Die Ilias erzählt vom Zorn des griechischen Helden Achilles, der die griechische Armee vor Troia beinahe um den Sieg gebracht hätte, und seine Läuterung. Der troianische Krieg dient dem Dichter als prächtige Kulisse, vor deren Hintergrund er die gesellschaftlichen und politischen Konflikte behandelt, die durch den raschen Wiederaufbau nach den dunklen Jahrhunderten und die einsetzende griechische Kolonisation hervorgerufen wurden. Der Konflikt zwischen dem König und Heerführer Agamemnon, der auf überkommenen, althergebrachten Privilegien beharrt, und Achilles, dem jugendlichen nach Taten dürstenden Helden, ist Ausdruck dieser Sinnkrise des Adels.

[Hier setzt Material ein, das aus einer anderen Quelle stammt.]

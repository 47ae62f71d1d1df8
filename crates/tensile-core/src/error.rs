//! Error types for tensile

use thiserror::Error;

use crate::dtype::Dtype;

#[derive(Error, Debug, Clone, PartialEq)]
pub enum Error {
    /// An incompatible element type was requested on a path that never
    /// inserts an implicit cast.
    #[error("type mismatch: expected {expected}, got {got}")]
    TypeMismatch { expected: Dtype, got: Dtype },

    /// A size or limits query was made against a dtype that does not
    /// support it. This is a precondition failure, not a data error.
    #[error("unsupported dtype {0} for this query")]
    UnsupportedDtype(Dtype),

    #[error("shape mismatch: shape {shape:?} needs {expected} elements, got {got}")]
    ShapeMismatch {
        shape: Vec<usize>,
        expected: usize,
        got: usize,
    },

    /// A literal does not fit the default 32-bit dtype. Callers must request
    /// the 64-bit path explicitly instead of relying on silent widening.
    #[error("literal {0} is out of range for the default 32-bit dtype")]
    OutOfRangeLiteral(i64),

    /// Evaluation failure inside the external engine, propagated opaquely.
    #[error("engine error: {0}")]
    Engine(String),
}

pub type Result<T> = std::result::Result<T, Error>;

Die Ilias ist kein Heldenepos der üblichen Art. Homer verabscheut den Krieg, dessen Greuel er eindringlich schildert, und zeichnet ein ganz neues Bild des Helden. Vor ihm maß man die Größe eines Helden an der Anzahl der erschlagenen Feinde, doch Homer definiert Heldentum als inneren Kampf, als Selbstüberwindung und Verantwortung. Die Wandlung des Achill im 24. Gesang läutet eine ganz neue Ethik ein: Der troianische König Priamos kommt zum griechischen Helden Achill und bittet den Mörder seines Sohnes Hektor um die Herausgabe der geschändeten Leiche. Achill, der soeben noch wie eine Tötungsmaschine wütete, zeigt sich vom Leid des großen Königs erschüttert und handelt menschlich. An die Stelle von Haß tritt Mitleid, an die Stelle von Rache Barmherzigkeit. Diese Schlußszene der Ilias gilt als Geburtsstunde des Humanismus.